Not much change in Garrish’s half of the room, which had always been barracks-neat. You could drop a quarter on the top blanket of Garrish’s bed and it would bounce. All that neat had gotten on Piggy’s nerves. He was an English major with a fine turn of phrase. He called Garrish a pigeonholer. The only thing on the wall above Garrish’s bed was a huge blow-up of Humphrey Bogart that he had gotten in the college bookstore. Bogie had an automatic pistol in each hand and he was wearing suspenders. Pig Pen said pistols and braces were impotency symbols. Garrish doubted if Bogie had been impotent, although he had never read anything about him.

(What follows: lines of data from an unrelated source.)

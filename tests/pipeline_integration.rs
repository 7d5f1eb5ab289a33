//! End-to-end runs of the clean-then-load pipeline over temporary directories.

use lib::{
    ColumnPolicy, Entity, OutputFormats, PipelineConfig, PipelineError, Rule, RuleBook, Stage,
    Value, Warehouse, read_csv, run,
};
use std::fs;
use tempfile::TempDir;

const CUSTOMERS: &str = "\
CustomerID,Name,Region,JoinDate,OpenInvoices_num,RetentionCategory_Cat
1,Ada,east,2021-01-05,5,Loyal
1,Ada,east,2021-01-05,5,Loyal
2,Bo, west ,not a date,abc,
3,Cy,North,03/15/2022,2,At Risk
";

const PRODUCTS: &str = "\
ProductID,ProductName,Category,UnitPrice,RestockTime_days_num,Supplier_cat
10,Hammer,Tools,19.99,7,Acme
11,Broken,Tools,-5,3,Acme
12,Saw,,10000,x,Acme
";

const SALES: &str = "\
TransactionID,SaleDate,CustomerID,ProductID,SaleAmount,PaymentType_cat
100,2023-05-01,1,10,19.99,Card
101,2023-05-02,2,12,5,
102,2023-05-02,99,10,5,Cash
103,2023-05-03,3,11,12,Card
104,2023-05-04,3,10,-1,Card
105,2023-05-04,,10,8,Card
";

fn setup() -> (TempDir, PipelineConfig) {
    let dir = TempDir::new().unwrap();
    let raw = dir.path().join("data/raw");
    fs::create_dir_all(&raw).unwrap();
    fs::write(raw.join("customers_data.csv"), CUSTOMERS).unwrap();
    fs::write(raw.join("products_data.csv"), PRODUCTS).unwrap();
    fs::write(raw.join("sales_data.csv"), SALES).unwrap();

    let config = PipelineConfig {
        raw_dir: raw,
        processed_dir: dir.path().join("data/processed"),
        warehouse_path: dir.path().join("data_warehouse/datawarehouse.db"),
        ..PipelineConfig::default()
    };
    (dir, config)
}

#[test]
fn full_run_cleans_and_loads_every_entity() {
    let (_dir, config) = setup();
    let summary = run(&config, &Entity::ALL, Stage::All).unwrap();

    let rows_out: Vec<usize> = summary.cleaned.iter().map(|r| r.rows_out).collect();
    // duplicate customer removed, -5 product removed, -1 sale removed
    assert_eq!(rows_out, vec![3, 2, 5]);

    let customers = read_csv(Entity::Customer, &config.cleaned_path(Entity::Customer)).unwrap();
    assert_eq!(customers.get(1, "Region"), Some(&Value::from("WEST")));
    assert_eq!(customers.get(1, "JoinDate"), Some(&Value::Null));
    assert_eq!(customers.get(1, "OpenInvoices_num"), Some(&Value::from("0")));
    assert_eq!(
        customers.get(1, "RetentionCategory_Cat"),
        Some(&Value::from("Unknown"))
    );
    assert_eq!(customers.get(2, "JoinDate"), Some(&Value::from("2022-03-15")));

    let products = read_csv(Entity::Product, &config.cleaned_path(Entity::Product)).unwrap();
    assert_eq!(products.get(1, "Category"), Some(&Value::from("unknown")));
    assert_eq!(products.get(1, "UnitPrice"), Some(&Value::from("10000")));

    let loaded: Vec<(String, usize)> = summary
        .loaded
        .iter()
        .map(|r| (r.entity.clone(), r.inserted))
        .collect();
    assert_eq!(
        loaded,
        vec![
            ("customer".to_string(), 3),
            ("product".to_string(), 2),
            ("sale".to_string(), 2),
        ]
    );

    // 102 references an unknown customer, 103 the filtered product, 105 has no customer
    let sale = &summary.loaded[2];
    assert_eq!(sale.dropped_foreign_key, 3);

    let dw = Warehouse::open(&config.warehouse_path).unwrap();
    assert_eq!(dw.keys(Entity::Sale).unwrap(), vec![100, 101]);
    let payment: String = dw
        .query_row("SELECT payment_type FROM sale WHERE sale_id = 101", |row| {
            row.get(0)
        })
        .unwrap();
    assert_eq!(payment, "Unknown");
    let restock: Option<i64> = dw
        .query_row(
            "SELECT restock_days FROM product WHERE product_id = 12",
            |row| row.get(0),
        )
        .unwrap();
    assert_eq!(restock, None);
}

#[test]
fn rerunning_the_pipeline_is_idempotent() {
    let (_dir, config) = setup();
    run(&config, &Entity::ALL, Stage::All).unwrap();
    let first = fs::read_to_string(config.cleaned_path(Entity::Sale)).unwrap();

    run(&config, &Entity::ALL, Stage::All).unwrap();
    let second = fs::read_to_string(config.cleaned_path(Entity::Sale)).unwrap();
    assert_eq!(first, second);

    let dw = Warehouse::open(&config.warehouse_path).unwrap();
    assert_eq!(dw.row_count(Entity::Customer).unwrap(), 3);
    assert_eq!(dw.row_count(Entity::Product).unwrap(), 2);
    assert_eq!(dw.row_count(Entity::Sale).unwrap(), 2);
}

#[test]
fn cleaning_a_cleaned_file_changes_nothing() {
    let (_dir, config) = setup();
    run(&config, &Entity::ALL, Stage::Clean).unwrap();

    let recleaned = PipelineConfig {
        raw_dir: config.processed_dir.clone(),
        processed_dir: config.processed_dir.join("again"),
        ..config.clone()
    };
    for entity in Entity::ALL {
        fs::copy(
            config.cleaned_path(entity),
            recleaned.raw_path(entity),
        )
        .unwrap();
    }
    let summary = run(&recleaned, &Entity::ALL, Stage::Clean).unwrap();

    for (entity, report) in Entity::ALL.iter().zip(&summary.cleaned) {
        assert_eq!(report.rows_removed(), 0, "{entity} lost rows");
        assert_eq!(
            fs::read_to_string(config.cleaned_path(*entity)).unwrap(),
            fs::read_to_string(recleaned.cleaned_path(*entity)).unwrap()
        );
    }
}

#[test]
fn load_stage_needs_cleaned_files() {
    let (_dir, config) = setup();
    let err = run(&config, &[Entity::Product], Stage::Load).unwrap_err();
    assert!(matches!(
        err,
        PipelineError::MissingInputFile { ref entity, .. } if entity == "product"
    ));
}

#[test]
fn missing_raw_file_aborts_with_context() {
    let (_dir, config) = setup();
    fs::remove_file(config.raw_path(Entity::Sale)).unwrap();
    let err = run(&config, &Entity::ALL, Stage::Clean).unwrap_err();
    let message = err.to_string();
    assert!(message.contains("sale"));
    assert!(message.contains("sales_data.csv"));
}

#[test]
fn strict_column_policy_surfaces_missing_columns() {
    let (_dir, mut config) = setup();
    config.column_policy = ColumnPolicy::Fail;
    config.rules = RuleBook::default().with_rules(
        Entity::Product,
        vec![Rule::to_numeric("Weight"), Rule::DropDuplicates],
    );

    let err = run(&config, &[Entity::Product], Stage::Clean).unwrap_err();
    assert!(matches!(
        err,
        PipelineError::ColumnNotFound { ref column, .. } if column == "Weight"
    ));

    config.column_policy = ColumnPolicy::Skip;
    let summary = run(&config, &[Entity::Product], Stage::Clean).unwrap();
    assert_eq!(summary.cleaned[0].skipped_rules, vec!["to_numeric"]);
}

#[test]
fn extra_formats_are_written_next_to_the_csv() {
    let (_dir, mut config) = setup();
    config.formats = OutputFormats {
        json: true,
        parquet: true,
    };
    run(&config, &[Entity::Customer], Stage::Clean).unwrap();

    assert!(
        config
            .cleaned_path_with_extension(Entity::Customer, "json")
            .exists()
    );
    assert!(
        config
            .cleaned_path_with_extension(Entity::Customer, "parquet")
            .exists()
    );
}

#[test]
fn rulebook_file_overrides_defaults() {
    let (dir, mut config) = setup();
    let rules_path = dir.path().join("rules.json");
    fs::write(
        &rules_path,
        r#"{"product": [{"rule": "to_numeric", "column": "UnitPrice"},
                        {"rule": "range", "column": "UnitPrice", "low": 0, "high": 100}]}"#,
    )
    .unwrap();
    config.rules = RuleBook::from_file(&rules_path).unwrap();

    let summary = run(&config, &[Entity::Product], Stage::Clean).unwrap();
    assert_eq!(summary.cleaned[0].rows_out, 1);
}

#[test]
fn failed_load_run_keeps_the_previous_warehouse() {
    let (_dir, config) = setup();
    run(&config, &Entity::ALL, Stage::All).unwrap();

    fs::remove_file(config.cleaned_path(Entity::Product)).unwrap();
    let err = run(&config, &Entity::ALL, Stage::Load).unwrap_err();
    assert!(matches!(
        err,
        PipelineError::MissingInputFile { ref entity, .. } if entity == "product"
    ));

    fs::write(
        config.cleaned_path(Entity::Product),
        "ProductName,UnitPrice\nHammer,19.99\n",
    )
    .unwrap();
    let err = run(&config, &Entity::ALL, Stage::Load).unwrap_err();
    assert!(matches!(
        err,
        PipelineError::ColumnNotFound { ref column, .. } if column == "ProductID"
    ));

    let dw = Warehouse::open(&config.warehouse_path).unwrap();
    assert_eq!(dw.keys(Entity::Customer).unwrap(), vec![1, 2, 3]);
    assert_eq!(dw.keys(Entity::Product).unwrap(), vec![10, 12]);
    assert_eq!(dw.keys(Entity::Sale).unwrap(), vec![100, 101]);
}

#[test]
fn dimension_only_reload_drops_sales_left_without_a_customer() {
    let (_dir, config) = setup();
    run(&config, &Entity::ALL, Stage::All).unwrap();

    fs::write(
        config.cleaned_path(Entity::Customer),
        "CustomerID,Name,Region\n2,Bo,WEST\n3,Cy,NORTH\n",
    )
    .unwrap();
    let summary = run(&config, &[Entity::Customer], Stage::Load).unwrap();

    assert_eq!(summary.loaded[0].inserted, 2);
    assert_eq!(summary.loaded[0].orphans_removed, 1);
    let dw = Warehouse::open(&config.warehouse_path).unwrap();
    assert_eq!(dw.keys(Entity::Sale).unwrap(), vec![101]);
}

He went to the closet door, unlocked it, and brought out the big walnut-stocked .352 Magnum that his father, a Methodist minister, had bought him for Christmas. He had bought the telescopic sight himself last March.
You weren’t supposed to have guns in your room, not even hunting rifles, but it hadn’t been hard. He had signed it out of the university gun storage room the day before with a forged withdrawal slip. He put it in its waterproof leather scabbard, and left it in the woods behind the football field. Then, this morning around three A.M., he just went out and got it and brought it upstairs through the sleeping corridors.
He sat down on the bed with the gun across his knees and wept a little bit. The
Thinker
on the toilet seat was looking at him. Garrish put the gun on his bed, crossed the room, and slapped it off Piggy’s table and onto the floor, where it shattered. There was a knock at the door.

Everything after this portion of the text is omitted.